Layering on XM Cyber attack path visibility provides actionable detail to help customers prioritize their remediation efforts and quickly respond to protect critical resources
Prioritized High Impact Risk in AWS Security Hub
Migrating to and maintaining a hybrid cloud environment continues to be challenging from a cybersecurity point of view. New security gaps are constantly being created due to new ways of working in a hybrid network environment. Cyber attackers take advantage of this change to obtain the initial foothold and breach an organization leveraging misconfigurations, overly permissive identities, vulnerabilities, and human errors.
It’s important to implement cloud-based vulnerability assessment tools to strengthen the core of your security in the cloud. In order to gain the upper hand against threat actors, organizations should also include the adversarial context in their security arsenal. By understanding the true risk of a vulnerability as it relates to an exploitable attack path, you can reduce the risk it holds to your organization’s critical assets and prevent an attacker from compromising your network and moving laterally.
In an ever-changing elastic environment, it is crucial to prioritize high impact risks and know what to fix first. XM Cyber partnered with Amazon Web Services to help organizations proactively manage cloud security and accelerate digital transformation. XM Cyber is now an AWS Select Technology Partner by integrating the XM Cyber Exposure Management Platform with Amazon Inspector.
The XM Cyber Exposure Management integration with Amazon Inspector
The XM Cyber Exposure Management platform integration with Amazon Inspector identifies all cyber exposures, vulnerabilities and prioritizes high impact risks. In addition, API attacks are now a threat vector many companies are facing. Due to the scale and number of configurations for AWS, understanding the risk from the configurations and changes to the cloud policies is imperative. XM Cyber can identify for customers how an attacker can elevate privileges in the cloud.
The discovery is done across AWS customers’ EC2 Instances by enhancing the discovery with the adversarial context layer from XM Cyber. This continuous attack insight & attack surface context delivers quick results on what to fix first by prioritizing risks to critical assets to provide the new breed in security posture management.
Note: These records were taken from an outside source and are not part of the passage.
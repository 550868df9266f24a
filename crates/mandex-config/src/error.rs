//! Configuration errors.

use std::{io, path::PathBuf};

use mandex_locator::LocatorError;
use thiserror::Error;
use toml::de;

/// Why a configuration could not be loaded.
#[derive(Debug, Error)]
pub enum ConfigError {
    /// A discovered `.mandex.toml` could not be read.
    #[error("cannot read {path}: {source}")]
    ReadFile {
        /// The file.
        path: PathBuf,
        /// I/O failure.
        source: io::Error,
    },

    /// A `.mandex.toml` is not valid TOML or has unknown keys.
    #[error("{path} is not a valid mandex config: {source}")]
    ParseToml {
        /// The file.
        path: PathBuf,
        /// Parser diagnostic.
        source: de::Error,
    },

    /// An `exclude` entry is not a valid glob.
    #[error("bad exclude pattern '{pattern}': {source}")]
    InvalidPattern {
        /// The entry as written.
        pattern: String,
        /// Glob compiler diagnostic.
        source: globset::Error,
    },

    /// `corpus.index_page` is not a locator.
    #[error("corpus.index_page '{value}' is not a locator: {source}")]
    InvalidIndexPage {
        /// The entry as written.
        value: String,
        /// Locator parse failure.
        source: LocatorError,
    },

    /// A `~` path was configured but the home directory is unknown.
    #[error("cannot expand '~': no home directory")]
    NoHomeDirectory,
}
//! Command implementations and dispatch.

pub mod check;
pub mod config;
pub mod get;
pub mod init;
pub mod ls;
pub mod open;
pub mod search;

use std::process::ExitCode;

use super::{args::Commands, context::CommandContext};

/// Dispatches to the selected subcommand.
pub fn run(command: Commands, ctx: &mut CommandContext) -> ExitCode {
    match command {
        Commands::Open(cmd) => open::run(ctx, &cmd),
        Commands::Get(cmd) => get::run(ctx, &cmd),
        Commands::Ls(cmd) => ls::run(ctx, &cmd),
        Commands::Search(cmd) => search::run(ctx, &cmd),
        Commands::Init(cmd) => init::run(ctx, &cmd),
        Commands::Config => config::run(ctx),
        Commands::Check => check::run(ctx),
    }
}
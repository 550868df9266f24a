//! Integration tests for mandex-index.
//!
//! Exercises the addressing contract, search and content caching against corpora on disk.

// Integration tests live outside cfg(test) by design
#![allow(clippy::tests_outside_test_module)]

use std::{
    cell::{Cell, RefCell},
    fs, io,
    path::{Path, PathBuf},
    sync::Arc,
};

use mandex_index::{DocumentIndex, GridIndex, IconState, SearchOptions};
use mandex_locator::{CorpusLayout, Locator};
use mandex_tree::{DocumentTree, FsStorage, PageContent, Storage, StorageEntry};

/// Filesystem storage that counts loads and can be told to fail them.
#[derive(Default)]
struct Instrumented {
    /// Number of `load` calls so far.
    loads: Cell<usize>,
    /// Whether loads should fail.
    fail_loads: Cell<bool>,
    /// Directory whose listing is refused.
    denied_dir: RefCell<Option<PathBuf>>,
}

impl Storage for Instrumented {
    fn list_dir(&self, dir: &Path) -> io::Result<Vec<StorageEntry>> {
        if self.denied_dir.borrow().as_deref() == Some(dir) {
            return Err(io::Error::new(io::ErrorKind::PermissionDenied, "denied"));
        }
        FsStorage.list_dir(dir)
    }

    fn load(&self, path: &Path) -> io::Result<PageContent> {
        self.loads.set(self.loads.get() + 1);
        if self.fail_loads.get() {
            return Err(io::Error::new(io::ErrorKind::PermissionDenied, "denied"));
        }
        FsStorage.load(path)
    }
}

fn write(root: &Path, rel: &str, body: &str) {
    let path = root.join(rel);
    fs::create_dir_all(path.parent().unwrap()).unwrap();
    fs::write(path, body).unwrap();
}

/// Builds the corpus shared by most tests.
fn corpus() -> tempfile::TempDir {
    let dir = tempfile::tempdir().unwrap();
    let root = dir.path();
    write(root, "man1/ls.md", "# ls\nlist directory contents\n");
    write(root, "man1/greet.md", "# greet\nSays hello to the user.\n");
    write(root, "man1/Applications/Browser.md", "# Browser\n");
    write(root, "man1/Applications/Assistant.md", "# Assistant\n");
    write(root, "man2/x.md", "# x\n");
    write(root, "man2/x/y.md", "# y\n");
    write(root, "man3/printf.md", "# printf\nformatted output conversion\n");
    write(root, "man7/Help-index.md", "# Help\n");
    dir
}

fn layout(root: &Path) -> CorpusLayout {
    CorpusLayout::new(root, "md")
}

/// Collects every index reachable from the top level.
fn walk<S: Storage>(index: &mut DocumentIndex<S>) -> Vec<GridIndex> {
    let mut all = Vec::new();
    let mut pending: Vec<Option<GridIndex>> = vec![None];
    while let Some(parent) = pending.pop() {
        for row in 0..index.row_count(parent) {
            let child = index.index(row, 0, parent).unwrap();
            all.push(child);
            pending.push(Some(child));
        }
    }
    all
}

#[test]
fn test_index_round_trips_through_parent() {
    let dir = corpus();
    let mut index = DocumentIndex::open(layout(dir.path()));

    let all = walk(&mut index);
    assert!(all.len() > 8);
    for idx in all {
        let parent = index.parent_index(idx);
        assert_eq!(index.index(idx.row, idx.column, parent), Some(idx));
    }
}

#[test]
fn test_locator_round_trip() {
    let dir = corpus();
    let mut index = DocumentIndex::open(layout(dir.path()));

    for idx in walk(&mut index) {
        let locator = index.locator_of(idx);
        assert_eq!(index.index_from_locator(&locator).unwrap(), idx);
    }
}

#[test]
fn test_children_sorted_and_merged() {
    let dir = corpus();
    let mut index = DocumentIndex::open(layout(dir.path()));

    let s1 = index.index(0, 0, None).unwrap();
    let names: Vec<String> = (0..index.row_count(Some(s1)))
        .map(|row| {
            let child = index.index(row, 0, Some(s1)).unwrap();
            index.display(child).to_string()
        })
        .collect();
    assert_eq!(names, ["Applications", "greet", "ls"]);

    let s2 = index.index(1, 0, None).unwrap();
    assert_eq!(index.row_count(Some(s2)), 1);
    let x = index.index(0, 0, Some(s2)).unwrap();
    assert_eq!(index.page_path(x), Some(dir.path().join("man2/x.md")));
    assert_eq!(index.row_count(Some(x)), 1);
}

#[test]
fn test_search_is_case_insensitive_over_bodies() {
    let dir = corpus();
    let mut index = DocumentIndex::open(layout(dir.path()));

    let hits = index.search("HELLO", SearchOptions::default());
    assert_eq!(hits.len(), 1);
    assert_eq!(index.page_and_section(hits[0]), "greet(1)");

    assert!(index.search("goodbye", SearchOptions::default()).is_empty());
}

#[test]
fn test_search_names_only_and_limit() {
    let dir = corpus();
    let mut index = DocumentIndex::open(layout(dir.path()));

    let names_only = SearchOptions {
        names_only: true,
        limit: None,
    };
    assert!(index.search("hello", names_only).is_empty());

    let hits = index.search("s", names_only);
    let first = index.locator_of(hits[0]).to_string();
    assert_eq!(first, "1");

    let limited = SearchOptions {
        names_only: true,
        limit: Some(2),
    };
    assert_eq!(index.search("s", limited).len(), 2);
}

/// Returns the locators of every search hit.
fn search_locators<S: Storage>(index: &mut DocumentIndex<S>, term: &str) -> Vec<String> {
    index
        .search(term, SearchOptions::default())
        .into_iter()
        .map(|hit| index.locator_of(hit).to_string())
        .collect()
}

#[test]
fn test_search_skips_missing_sections() {
    let dir = corpus();
    let mut index = DocumentIndex::open(layout(dir.path()));

    assert!(search_locators(&mut index, "Help").contains(&"7/Help-index".to_string()));
}

#[test]
fn test_search_skips_unreadable_sections() {
    let dir = corpus();
    let storage = Instrumented::default();
    *storage.denied_dir.borrow_mut() = Some(dir.path().join("man1"));
    let mut index = DocumentIndex::new(DocumentTree::with_storage(layout(dir.path()), &storage));

    assert!(search_locators(&mut index, "Browser").is_empty());
    assert_eq!(search_locators(&mut index, "User"), ["1"]);
    assert!(search_locators(&mut index, "printf").contains(&"3/printf".to_string()));
    assert!(search_locators(&mut index, "Help").contains(&"7/Help-index".to_string()));
}

#[test]
fn test_cache_identity_and_single_load() {
    let dir = corpus();
    let storage = Instrumented::default();
    let tree = DocumentTree::with_storage(layout(dir.path()), &storage);
    let mut index = DocumentIndex::new(tree);

    let printf = index
        .index_from_locator(&Locator::parse("3/printf").unwrap())
        .unwrap();
    let first = index.search_text(printf).unwrap();
    let second = index.search_text(printf).unwrap();

    assert!(Arc::ptr_eq(&first, &second));
    assert_eq!(storage.loads.get(), 1);
    assert!(index.matches(printf, "CONVERSION"));
    assert_eq!(storage.loads.get(), 1);
    assert_eq!(index.cache().len(), 1);
}

#[test]
fn test_nodes_without_documents_have_no_text() {
    let dir = corpus();
    let storage = Instrumented::default();
    let mut index = DocumentIndex::new(DocumentTree::with_storage(layout(dir.path()), &storage));

    let s1 = index.index(0, 0, None).unwrap();
    assert!(index.search_text(s1).is_none());
    let apps = index
        .index_from_locator(&Locator::parse("1/Applications").unwrap())
        .unwrap();
    assert!(index.search_text(apps).is_none());
    assert_eq!(storage.loads.get(), 0);
}

#[test]
fn test_matches_degrades_on_read_failure() {
    let dir = corpus();
    let storage = Instrumented::default();
    storage.fail_loads.set(true);
    let mut index = DocumentIndex::new(DocumentTree::with_storage(layout(dir.path()), &storage));

    let greet = index
        .index_from_locator(&Locator::parse("1/greet").unwrap())
        .unwrap();
    assert!(!index.matches(greet, "hello"));
    assert!(index.matches(greet, "GREET"));
    assert!(index.search_text(greet).is_none());
}

#[test]
fn test_open_state_only_for_nodes_with_children() {
    let dir = corpus();
    let mut index = DocumentIndex::open(layout(dir.path()));

    let ls = index
        .index_from_locator(&Locator::parse("1/ls").unwrap())
        .unwrap();
    assert!(!index.set_open(ls, true));
    assert!(!index.is_open(ls));
    assert_eq!(index.icon(ls), IconState::Leaf);

    let apps = index
        .index_from_locator(&Locator::parse("1/Applications").unwrap())
        .unwrap();
    assert!(index.set_open(apps, true));
    assert_eq!(index.icon(apps), IconState::SectionExpanded);
    assert!(index.set_open(apps, false));
    assert_eq!(index.icon(apps), IconState::SectionCollapsed);

    let empty_section = index.index(3, 0, None).unwrap();
    assert!(!index.set_open(empty_section, true));
}

#[test]
fn test_query_gives_same_index_as_locator() {
    let dir = corpus();
    let mut index = DocumentIndex::open(layout(dir.path()));

    let by_query = index.index_from_query(&["3", "printf"]).unwrap();
    let by_locator = index
        .index_from_locator(&Locator::parse("help://man/3/printf").unwrap())
        .unwrap();
    let by_path = index
        .index_from_path(&dir.path().join("man3/printf.md"))
        .unwrap();
    assert_eq!(by_query, by_locator);
    assert_eq!(by_query, by_path);
}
XM Cyber provides specific context around the potential paths that attackers might take to reach an organization’s critical asset and pinpoints key intersections that multiple attack paths can flow through to then prescribe guidance to mitigate the risk in the most cost-effective manner. This data is then funneled to AWS Security Hub in a common format, enabling customers to take immediate action to address the riskiest vulnerabilities first.
Key Benefits of the XM Cyber Exposure Management Platform:
Reveal the chain of attack in the context of your critical assets
Know how you could be attacked from on-premise to the cloud and back again
Continuous visibility of new exposures
Pinpoint what to remediate first to mitigate risk most efficiently
XM Cyber and Amazon Inspector – How we have helped
Reinforce AWS Security with Continuous and Automated Mitigation of Hybrid Cyber Risk
ATTACK PATH INSIGHT – Feed Amazon Inspector users with a map outlining all the ways that attackers can compromise critical assets through lateral movement across on-premise, cloud and hybrid networks.
PRIORITIZATION – Prioritize the vulnerabilities that have the highest risk impact to your critical assets for cost-effective and rapid remediation
PINPOINT HIGH RISK – Identify the specific points within the network that allow for maximum risk reduction with minimum effort and disruption. This data is then funneled to AWS Security Hub which performs security best practice checks, aggregates alerts, and enables automated remediation
GUIDED REMEDIATION – XM Cyber continuously provides enriched data to AWS Security Hub with guided remediation steps, enabling customers to take immediate action to address the riskiest vulnerabilities first
How the integration works
XM Cyber Exposure Management Platform listens to AWS Security Hub specifically for Amazon Inspector events. It proactively and continuously identifies cyber exposures as new workloads are deployed, illuminating high risk weaknesses such as misconfigurations, vulnerabilities, overly permissive identities and more, that combined together enable the execution of multiple attack paths towards critical assets that often originate from threats outside the cloud. The platform then
correlates Inspector findings with XM Cyber’s Exposure Management tool to show all risks towards critical assets. By ingesting information from a variety of data sources XM Cyber provides a clear visibility and context of all exposed issues that lead to critical assets, resulting in improved vulnerability prioritization.
Based on Amazon Inspector vulnerability findings, XM Cyber enriches the data by modeling attack paths from high-risk devices towards critical assets and pinpoints key intersections multiple attack paths can flow through, aka choke points. Focusing on the highest impact risks first, organizations can reduce their attack surface in the most cost-effective manner. XM Cyber prioritizes risks based on the complexity of the attack, ie. how many steps it takes to compromise a critical asset and how many attack paths pass through them. By remediating the exposures on the choke points, you mitigate the risk that can compromise your critical assets,
driving focused, timely and resource- efficient remediation efforts. XM Cyber continuously provides enriched data to AWS Security Hub in a common format, enabling customers to automate immediate action to address the riskiest vulnerabilities first.